Sementara jika menangkap ikan dengan
cara memancing, tali pancingnya kurang kuat. Saat memancing ikan besar, talinya
mudah putus. Jadi, cara memancing hanya bisa digunakan untuk menangkap ikan
kecil.
Dalam menghadapi
pertanyaan-pertanyaan warga, kelima orang itu hanya tersenyum tanpa menjawab.
“Wira, kalau sudah dapat begitu
banyak ikan, bagi-bagi ke warga dong! Sungai Jinggu itu sungai kita semua. Kamu
nggak boleh egois!”
Tiba-tiba, seorang pria paruh baya
berjalan mendekat dengan pelan.
Pria tua ini mempunyai pipi tirus,
mata sipit dan juga berjenggot. Dia memakai jubah panjang berwarna putih dan
topi kain. Penampilannya terlihat berbeda dari warga dusun lainnya, lebih mirip
dengan seorang pelajar.
Pria tua ini adalah Agus Darmadi,
pemimpin Dusun Darmadi. Dia merupakan orang kaya yang mempunyai sekitar 20
hektar tanah.
“Benar! Ayo bagi seekor ikan buat
tiap keluarga!”
Setelah mendengar ucapan pria tua
itu, ada beberapa warga dusun yang juga setuju meski tidak banyak.

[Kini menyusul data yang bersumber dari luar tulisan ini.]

//! Checkout form validation.
//!
//! Both forms are checked synchronously and field by field, so the caller
//! gets every problem in one pass. Card data is checked and then dropped;
//! nothing here is persisted.

use serde::{Deserialize, Serialize};
use store::{Address, CustomerDetails};

/// A single failed field check.
#[derive(Debug, Clone, PartialEq, Eq, Serialize, Deserialize)]
pub struct FieldError {
    pub field: String,
    pub message: String,
}

/// Every field error found while validating a form.
#[derive(Debug, Clone, Default, PartialEq, Eq, Serialize, Deserialize)]
#[serde(transparent)]
pub struct ValidationErrors {
    errors: Vec<FieldError>,
}

impl ValidationErrors {
    pub fn new() -> Self {
        Self::default()
    }

    /// Creates a set holding one error.
    pub fn single(field: &str, message: impl Into<String>) -> Self {
        let mut errors = Self::new();
        errors.add(field, message);
        errors
    }

    pub fn add(&mut self, field: &str, message: impl Into<String>) {
        self.errors.push(FieldError {
            field: field.to_string(),
            message: message.into(),
        });
    }

    pub fn is_empty(&self) -> bool {
        self.errors.is_empty()
    }

    pub fn len(&self) -> usize {
        self.errors.len()
    }

    pub fn errors(&self) -> &[FieldError] {
        &self.errors
    }

    /// Returns true if `field` has at least one error.
    pub fn has(&self, field: &str) -> bool {
        self.errors.iter().any(|e| e.field == field)
    }

    /// `Ok(())` when nothing was collected.
    pub fn into_result(self) -> Result<(), ValidationErrors> {
        if self.is_empty() { Ok(()) } else { Err(self) }
    }
}

impl std::fmt::Display for ValidationErrors {
    fn fmt(&self, f: &mut std::fmt::Formatter<'_>) -> std::fmt::Result {
        for (i, error) in self.errors.iter().enumerate() {
            if i > 0 {
                write!(f, "; ")?;
            }
            write!(f, "{}: {}", error.field, error.message)?;
        }
        Ok(())
    }
}

impl std::error::Error for ValidationErrors {}

fn check_length(
    errors: &mut ValidationErrors,
    field: &str,
    value: &str,
    min: usize,
    max: usize,
) {
    let len = value.trim().chars().count();
    if len < min || len > max {
        errors.add(field, format!("must be between {min} and {max} characters"));
    }
}

/// `local@domain.tld` with no whitespace and a non-empty part on each side.
pub fn is_valid_email(email: &str) -> bool {
    if email.chars().any(char::is_whitespace) {
        return false;
    }
    let Some((local, domain)) = email.split_once('@') else {
        return false;
    };
    if local.is_empty() || domain.contains('@') {
        return false;
    }
    match domain.rsplit_once('.') {
        Some((host, tld)) => !host.is_empty() && !tld.is_empty(),
        None => false,
    }
}

/// 10 to 15 digits; spaces, dashes, parentheses and one leading `+` allowed.
pub fn is_valid_phone(phone: &str) -> bool {
    let phone = phone.trim();
    let body = phone.strip_prefix('+').unwrap_or(phone);
    if !body
        .chars()
        .all(|c| c.is_ascii_digit() || matches!(c, ' ' | '-' | '(' | ')'))
    {
        return false;
    }
    let digits = body.chars().filter(char::is_ascii_digit).count();
    (10..=15).contains(&digits)
}

fn is_valid_zip(zip: &str) -> bool {
    let zip = zip.trim();
    (3..=10).contains(&zip.chars().count())
        && zip
            .chars()
            .all(|c| c.is_ascii_alphanumeric() || matches!(c, ' ' | '-'))
}

/// Shipping details collected in the first checkout step.
#[derive(Debug, Clone, Default, PartialEq, Eq, Serialize, Deserialize)]
#[serde(rename_all = "camelCase")]
pub struct ShippingForm {
    pub first_name: String,
    pub last_name: String,
    pub email: String,
    pub phone: String,
    pub address: String,
    pub city: String,
    pub state: String,
    pub zip_code: String,
    pub country: String,
}

impl ShippingForm {
    pub fn validate(&self) -> Result<(), ValidationErrors> {
        let mut errors = ValidationErrors::new();

        check_length(&mut errors, "firstName", &self.first_name, 2, 50);
        check_length(&mut errors, "lastName", &self.last_name, 2, 50);
        if !is_valid_email(self.email.trim()) {
            errors.add("email", "must be a valid email address");
        }
        if !is_valid_phone(&self.phone) {
            errors.add("phone", "must contain 10 to 15 digits");
        }
        check_length(&mut errors, "address", &self.address, 5, 100);
        check_length(&mut errors, "city", &self.city, 2, 50);
        check_length(&mut errors, "state", &self.state, 2, 50);
        if !is_valid_zip(&self.zip_code) {
            errors.add("zipCode", "must be 3 to 10 letters, digits, spaces or dashes");
        }
        if self.country.trim().is_empty() {
            errors.add("country", "is required");
        }

        errors.into_result()
    }

    /// Customer details as stored on the order.
    pub fn to_customer(&self) -> CustomerDetails {
        CustomerDetails {
            name: format!("{} {}", self.first_name.trim(), self.last_name.trim()),
            email: self.email.trim().to_string(),
            phone: self.phone.trim().to_string(),
            address: Address {
                line1: self.address.trim().to_string(),
                city: self.city.trim().to_string(),
                state: self.state.trim().to_string(),
                postal_code: self.zip_code.trim().to_string(),
                country: self.country.trim().to_string(),
            },
        }
    }
}

/// Card details collected in the second checkout step.
#[derive(Clone, Default, PartialEq, Eq, Serialize, Deserialize)]
#[serde(rename_all = "camelCase")]
pub struct PaymentForm {
    pub card_name: String,
    pub card_number: String,
    pub expiry: String,
    pub cvv: String,
}

// keep card numbers out of logs
impl std::fmt::Debug for PaymentForm {
    fn fmt(&self, f: &mut std::fmt::Formatter<'_>) -> std::fmt::Result {
        f.debug_struct("PaymentForm")
            .field("card_name", &self.card_name)
            .field("card_number", &"****")
            .finish_non_exhaustive()
    }
}

impl PaymentForm {
    pub fn validate(&self) -> Result<(), ValidationErrors> {
        let mut errors = ValidationErrors::new();

        check_length(&mut errors, "cardName", &self.card_name, 2, 50);

        let number: String = self.card_number.chars().filter(|c| *c != ' ').collect();
        if !number.chars().all(|c| c.is_ascii_digit()) || !(13..=19).contains(&number.len()) {
            errors.add("cardNumber", "must be 13 to 19 digits");
        }

        if !is_valid_expiry(self.expiry.trim()) {
            errors.add("expiry", "must be MM/YY");
        }

        let cvv = self.cvv.trim();
        if !cvv.chars().all(|c| c.is_ascii_digit()) || !(3..=4).contains(&cvv.len()) {
            errors.add("cvv", "must be 3 or 4 digits");
        }

        errors.into_result()
    }
}

fn is_valid_expiry(expiry: &str) -> bool {
    let Some((month, year)) = expiry.split_once('/') else {
        return false;
    };
    if month.len() != 2 || year.len() != 2 {
        return false;
    }
    if !year.chars().all(|c| c.is_ascii_digit()) {
        return false;
    }
    matches!(month.parse::<u8>(), Ok(1..=12))
}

Wira memang menangkap banyak ikan,
tetapi dia juga mempunyai utang 40 ribu gabak. Uang dari penjualan semua ikan
ini juga belum tentu cukup untuk membayar utang.
Wira menatap Agus sambil mengerutkan
keningnya.
Agus sudah belajar selama 40 tahun,
tetapi dia bahkan tidak lulus ujian menjadi pelajar. Sementara pemilik tubuh
sebelumnya sudah lulus ujian menjadi pelajar pada umur 15 tahun. Hal ini sudah
membuat Agus merasa malu.
Oleh karena itu, Agus selalu
menjelek-jelekkan pemilik tubuh sebelumnya. Apalagi dalam tiga tahun terakhir,
Agus sudah sering mengarang cerita untuk memfitnah pemilik tubuh sebelumnya.
Setelah mengamati suasananya, Hasan
berbisik pada Wira, “Pak Agus memang suka ambil keuntungan. Kasih saja dia dua
ekor ikan kecil supaya dia pergi. Jangan sampai dia menghasut semua orang dan
kalian jadi ribut. Nanti reputasimu bisa hancur!”